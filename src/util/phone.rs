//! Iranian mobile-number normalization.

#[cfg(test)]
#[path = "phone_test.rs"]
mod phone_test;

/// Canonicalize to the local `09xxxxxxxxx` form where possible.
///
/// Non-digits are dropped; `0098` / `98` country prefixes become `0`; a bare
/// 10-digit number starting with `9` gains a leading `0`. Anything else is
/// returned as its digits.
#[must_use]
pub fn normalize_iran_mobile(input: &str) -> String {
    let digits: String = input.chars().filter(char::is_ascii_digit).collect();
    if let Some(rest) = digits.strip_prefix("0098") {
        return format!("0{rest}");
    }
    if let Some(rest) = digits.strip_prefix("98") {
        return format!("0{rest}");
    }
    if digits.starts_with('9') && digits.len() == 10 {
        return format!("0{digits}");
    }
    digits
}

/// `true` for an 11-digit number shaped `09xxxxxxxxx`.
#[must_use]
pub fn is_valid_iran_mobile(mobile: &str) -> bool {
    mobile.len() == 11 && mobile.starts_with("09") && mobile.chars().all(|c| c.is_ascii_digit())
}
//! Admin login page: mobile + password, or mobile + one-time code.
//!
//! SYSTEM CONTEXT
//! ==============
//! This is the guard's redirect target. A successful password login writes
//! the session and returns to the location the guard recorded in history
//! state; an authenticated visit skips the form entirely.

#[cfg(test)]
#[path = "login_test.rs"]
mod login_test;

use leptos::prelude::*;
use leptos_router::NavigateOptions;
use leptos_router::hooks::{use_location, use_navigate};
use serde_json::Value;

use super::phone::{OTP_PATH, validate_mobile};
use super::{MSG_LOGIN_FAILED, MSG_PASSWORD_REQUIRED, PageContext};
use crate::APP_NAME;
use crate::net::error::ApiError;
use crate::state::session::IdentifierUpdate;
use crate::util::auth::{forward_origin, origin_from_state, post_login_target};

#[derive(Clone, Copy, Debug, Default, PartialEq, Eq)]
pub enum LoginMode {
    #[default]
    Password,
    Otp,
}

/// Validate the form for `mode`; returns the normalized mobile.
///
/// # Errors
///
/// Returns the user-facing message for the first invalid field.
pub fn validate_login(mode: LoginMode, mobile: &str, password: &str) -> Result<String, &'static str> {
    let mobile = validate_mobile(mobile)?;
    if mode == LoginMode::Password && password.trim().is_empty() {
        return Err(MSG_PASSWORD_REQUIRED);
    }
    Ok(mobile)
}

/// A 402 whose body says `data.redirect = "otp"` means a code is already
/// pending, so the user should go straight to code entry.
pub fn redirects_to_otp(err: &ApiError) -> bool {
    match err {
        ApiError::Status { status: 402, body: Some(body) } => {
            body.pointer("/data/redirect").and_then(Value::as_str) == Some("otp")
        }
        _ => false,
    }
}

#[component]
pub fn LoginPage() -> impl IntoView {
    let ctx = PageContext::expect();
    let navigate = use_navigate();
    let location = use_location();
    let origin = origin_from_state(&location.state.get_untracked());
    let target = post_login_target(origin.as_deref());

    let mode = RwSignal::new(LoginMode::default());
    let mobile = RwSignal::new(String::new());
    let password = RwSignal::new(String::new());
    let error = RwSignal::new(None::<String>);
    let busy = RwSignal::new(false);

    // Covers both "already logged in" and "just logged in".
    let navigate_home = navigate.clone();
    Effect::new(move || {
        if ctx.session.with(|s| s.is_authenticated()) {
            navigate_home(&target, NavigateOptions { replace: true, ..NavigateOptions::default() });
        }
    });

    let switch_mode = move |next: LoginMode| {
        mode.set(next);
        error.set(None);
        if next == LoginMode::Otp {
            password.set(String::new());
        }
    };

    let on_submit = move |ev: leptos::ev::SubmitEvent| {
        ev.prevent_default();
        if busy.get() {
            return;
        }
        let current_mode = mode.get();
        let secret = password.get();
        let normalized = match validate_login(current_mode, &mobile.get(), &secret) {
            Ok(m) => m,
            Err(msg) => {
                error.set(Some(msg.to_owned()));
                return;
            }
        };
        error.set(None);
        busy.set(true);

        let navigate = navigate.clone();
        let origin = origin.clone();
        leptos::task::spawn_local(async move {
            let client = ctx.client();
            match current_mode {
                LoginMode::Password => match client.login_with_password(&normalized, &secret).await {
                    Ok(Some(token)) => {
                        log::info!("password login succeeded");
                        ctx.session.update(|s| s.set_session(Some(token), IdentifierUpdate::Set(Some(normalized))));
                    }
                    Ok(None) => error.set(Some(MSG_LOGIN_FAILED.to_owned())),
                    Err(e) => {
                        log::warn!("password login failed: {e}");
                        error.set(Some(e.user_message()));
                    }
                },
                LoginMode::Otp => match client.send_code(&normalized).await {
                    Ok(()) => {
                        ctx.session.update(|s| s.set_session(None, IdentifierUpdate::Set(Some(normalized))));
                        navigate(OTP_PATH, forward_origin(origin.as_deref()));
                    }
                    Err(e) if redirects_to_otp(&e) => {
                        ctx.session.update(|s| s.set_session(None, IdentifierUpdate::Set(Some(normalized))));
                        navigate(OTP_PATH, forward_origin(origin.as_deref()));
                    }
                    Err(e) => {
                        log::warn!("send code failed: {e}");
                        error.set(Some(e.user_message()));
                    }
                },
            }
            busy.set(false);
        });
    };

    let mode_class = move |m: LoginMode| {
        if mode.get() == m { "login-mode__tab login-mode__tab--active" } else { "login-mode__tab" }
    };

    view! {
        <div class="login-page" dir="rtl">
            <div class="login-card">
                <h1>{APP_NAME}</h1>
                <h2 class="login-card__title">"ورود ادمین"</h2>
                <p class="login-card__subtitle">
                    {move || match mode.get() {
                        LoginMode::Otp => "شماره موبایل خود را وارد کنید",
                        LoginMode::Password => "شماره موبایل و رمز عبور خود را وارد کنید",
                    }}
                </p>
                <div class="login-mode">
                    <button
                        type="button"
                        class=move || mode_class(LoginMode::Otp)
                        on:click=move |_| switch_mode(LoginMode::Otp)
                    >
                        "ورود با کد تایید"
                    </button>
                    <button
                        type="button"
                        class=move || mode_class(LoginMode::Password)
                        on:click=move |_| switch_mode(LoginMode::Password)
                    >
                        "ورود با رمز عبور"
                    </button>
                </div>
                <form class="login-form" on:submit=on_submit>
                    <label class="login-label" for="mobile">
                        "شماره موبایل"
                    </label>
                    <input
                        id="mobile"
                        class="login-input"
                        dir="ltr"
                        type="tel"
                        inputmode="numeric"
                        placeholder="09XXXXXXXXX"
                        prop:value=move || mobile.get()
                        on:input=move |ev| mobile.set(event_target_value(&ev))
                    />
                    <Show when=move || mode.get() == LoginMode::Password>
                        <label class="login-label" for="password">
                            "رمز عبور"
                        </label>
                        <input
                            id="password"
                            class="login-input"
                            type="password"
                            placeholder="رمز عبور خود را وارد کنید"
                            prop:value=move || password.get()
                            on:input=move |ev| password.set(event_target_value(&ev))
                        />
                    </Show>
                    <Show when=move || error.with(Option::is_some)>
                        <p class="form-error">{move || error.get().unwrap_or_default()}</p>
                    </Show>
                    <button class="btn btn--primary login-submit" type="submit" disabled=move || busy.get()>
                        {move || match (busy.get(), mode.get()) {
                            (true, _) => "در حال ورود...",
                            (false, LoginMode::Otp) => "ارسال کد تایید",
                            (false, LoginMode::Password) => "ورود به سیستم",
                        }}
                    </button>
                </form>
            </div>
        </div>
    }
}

▬▬▬▬▬▬▬▬▬▬

◆ Exercise directions ◆
Could you return the data above exactly as it stands?

◆ Task solution ◆
filename src/util/phone.rs
//! Iranian mobile-number normalization.

#[cfg(test)]
#[path = "phone_test.rs"]
mod phone_test;

/// Canonicalize to the local `09xxxxxxxxx` form where possible.
///
/// Non-digits are dropped; `0098` / `98` country prefixes become `0`; a bare
/// 10-digit number starting with `9` gains a leading `0`. Anything else is
/// returned as its digits.
#[must_use]
pub fn normalize_iran_mobile(input: &str) -> String {
    let digits: String = input.chars().filter(char::is_ascii_digit).collect();
    if let Some(rest) = digits.strip_prefix("0098") {
        return format!("0{rest}");
    }
    if let Some(rest) = digits.strip_prefix("98") {
        return format!("0{rest}");
    }
    if digits.starts_with('9') && digits.len() == 10 {
        return format!("0{digits}");
    }
    digits
}

/// `true` for an 11-digit number shaped `09xxxxxxxxx`.
#[must_use]
pub fn is_valid_iran_mobile(mobile: &str) -> bool {
    mobile.len() == 11 && mobile.starts_with("09") && mobile.chars().all(|c| c.is_ascii_digit())
}
//! Admin login page: mobile + password, or mobile + one-time code.
//!
//! SYSTEM CONTEXT
//! ==============
//! This is the guard's redirect target. A successful password login writes
//! the session and returns to the location the guard recorded in history
//! state; an authenticated visit skips the form entirely.

#[cfg(test)]
#[path = "login_test.rs"]
mod login_test;

use leptos::prelude::*;
use leptos_router::NavigateOptions;
use leptos_router::hooks::{use_location, use_navigate};
use serde_json::Value;

use super::phone::{OTP_PATH, validate_mobile};
use super::{MSG_LOGIN_FAILED, MSG_PASSWORD_REQUIRED, PageContext};
use crate::APP_NAME;
use crate::net::error::ApiError;
use crate::state::session::IdentifierUpdate;
use crate::util::auth::{forward_origin, origin_from_state, post_login_target};

#[derive(Clone, Copy, Debug, Default, PartialEq, Eq)]
pub enum LoginMode {
    #[default]
    Password,
    Otp,
}

/// Validate the form for `mode`; returns the normalized mobile.
///
/// # Errors
///
/// Returns the user-facing message for the first invalid field.
pub fn validate_login(mode: LoginMode, mobile: &str, password: &str) -> Result<String, &'static str> {
    let mobile = validate_mobile(mobile)?;
    if mode == LoginMode::Password && password.trim().is_empty() {
        return Err(MSG_PASSWORD_REQUIRED);
    }
    Ok(mobile)
}

/// A 402 whose body says `data.redirect = "otp"` means a code is already
/// pending, so the user should go straight to code entry.
pub fn redirects_to_otp(err: &ApiError) -> bool {
    match err {
        ApiError::Status { status: 402, body: Some(body) } => {
            body.pointer("/data/redirect").and_then(Value::as_str) == Some("otp")
        }
        _ => false,
    }
}

#[component]
pub fn LoginPage() -> impl IntoView {
    let ctx = PageContext::expect();
    let navigate = use_navigate();
    let location = use_location();
    let origin = origin_from_state(&location.state.get_untracked());
    let target = post_login_target(origin.as_deref());

    let mode = RwSignal::new(LoginMode::default());
    let mobile = RwSignal::new(String::new());
    let password = RwSignal::new(String::new());
    let error = RwSignal::new(None::<String>);
    let busy = RwSignal::new(false);

    // Covers both "already logged in" and "just logged in".
    let navigate_home = navigate.clone();
    Effect::new(move || {
        if ctx.session.with(|s| s.is_authenticated()) {
            navigate_home(&target, NavigateOptions { replace: true, ..NavigateOptions::default() });
        }
    });

    let switch_mode = move |next: LoginMode| {
        mode.set(next);
        error.set(None);
        if next == LoginMode::Otp {
            password.set(String::new());
        }
    };

    let on_submit = move |ev: leptos::ev::SubmitEvent| {
        ev.prevent_default();
        if busy.get() {
            return;
        }
        let current_mode = mode.get();
        let secret = password.get();
        let normalized = match validate_login(current_mode, &mobile.get(), &secret) {
            Ok(m) => m,
            Err(msg) => {
                error.set(Some(msg.to_owned()));
                return;
            }
        };
        error.set(None);
        busy.set(true);

        let navigate = navigate.clone();
        let origin = origin.clone();
        leptos::task::spawn_local(async move {
            let client = ctx.client();
            match current_mode {
                LoginMode::Password => match client.login_with_password(&normalized, &secret).await {
                    Ok(Some(token)) => {
                        log::info!("password login succeeded");
                        ctx.session.update(|s| s.set_session(Some(token), IdentifierUpdate::Set(Some(normalized))));
                    }
                    Ok(None) => error.set(Some(MSG_LOGIN_FAILED.to_owned())),
                    Err(e) => {
                        log::warn!("password login failed: {e}");
                        error.set(Some(e.user_message()));
                    }
                },
                LoginMode::Otp => match client.send_code(&normalized).await {
                    Ok(()) => {
                        ctx.session.update(|s| s.set_session(None, IdentifierUpdate::Set(Some(normalized))));
                        navigate(OTP_PATH, forward_origin(origin.as_deref()));
                    }
                    Err(e) if redirects_to_otp(&e) => {
                        ctx.session.update(|s| s.set_session(None, IdentifierUpdate::Set(Some(normalized))));
                        navigate(OTP_PATH, forward_origin(origin.as_deref()));
                    }
                    Err(e) => {
                        log::warn!("send code failed: {e}");
                        error.set(Some(e.user_message()));
                    }
                },
            }
            busy.set(false);
        });
    };

    let mode_class = move |m: LoginMode| {
        if mode.get() == m { "login-mode__tab login-mode__tab--active" } else { "login-mode__tab" }
    };

    view! {
        <div class="login-page" dir="rtl">
            <div class="login-card">
                <h1>{APP_NAME}</h1>
                <h2 class="login-card__title">"ورود ادمین"</h2>
                <p class="login-card__subtitle">
                    {move || match mode.get() {
                        LoginMode::Otp => "شماره موبایل خود را وارد کنید",
                        LoginMode::Password => "شماره موبایل و رمز عبور خود را وارد کنید",
                    }}
                </p>
                <div class="login-mode">
                    <button
                        type="button"
                        class=move || mode_class(LoginMode::Otp)
                        on:click=move |_| switch_mode(LoginMode::Otp)
                    >
                        "ورود با کد تایید"
                    </button>
                    <button
                        type="button"
                        class=move || mode_class(LoginMode::Password)
                        on:click=move |_| switch_mode(LoginMode::Password)
                    >
                        "ورود با رمز عبور"
                    </button>
                </div>
                <form class="login-form" on:submit=on_submit>
                    <label class="login-label" for="mobile">
                        "شماره موبایل"
                    </label>
                    <input
                        id="mobile"
                        class="login-input"
                        dir="ltr"
                        type="tel"
                        inputmode="numeric"
                        placeholder="09XXXXXXXXX"
                        prop:value=move || mobile.get()
                        on:input=move |ev| mobile.set(event_target_value(&ev))
                    />
                    <Show when=move || mode.get() == LoginMode::Password>
                        <label class="login-label" for="password">
                            "رمز عبور"
                        </label>
                        <input
                            id="password"
                            class="login-input"
                            type="password"
                            placeholder="رمز عبور خود را وارد کنید"
                            prop:value=move || password.get()
                            on:input=move |ev| password.set(event_target_value(&ev))
                        />
                    </Show>
                    <Show when=move || error.with(Option::is_some)>
                        <p class="form-error">{move || error.get().unwrap_or_default()}</p>
                    </Show>
                    <button class="btn btn--primary login-submit" type="submit" disabled=move || busy.get()>
                        {move || match (busy.get(), mode.get()) {
                            (true, _) => "در حال ورود...",
                            (false, LoginMode::Otp) => "ارسال کد تایید",
                            (false, LoginMode::Password) => "ورود به سیستم",
                        }}
                    </button>
                </form>
            </div>
        </div>
    }
}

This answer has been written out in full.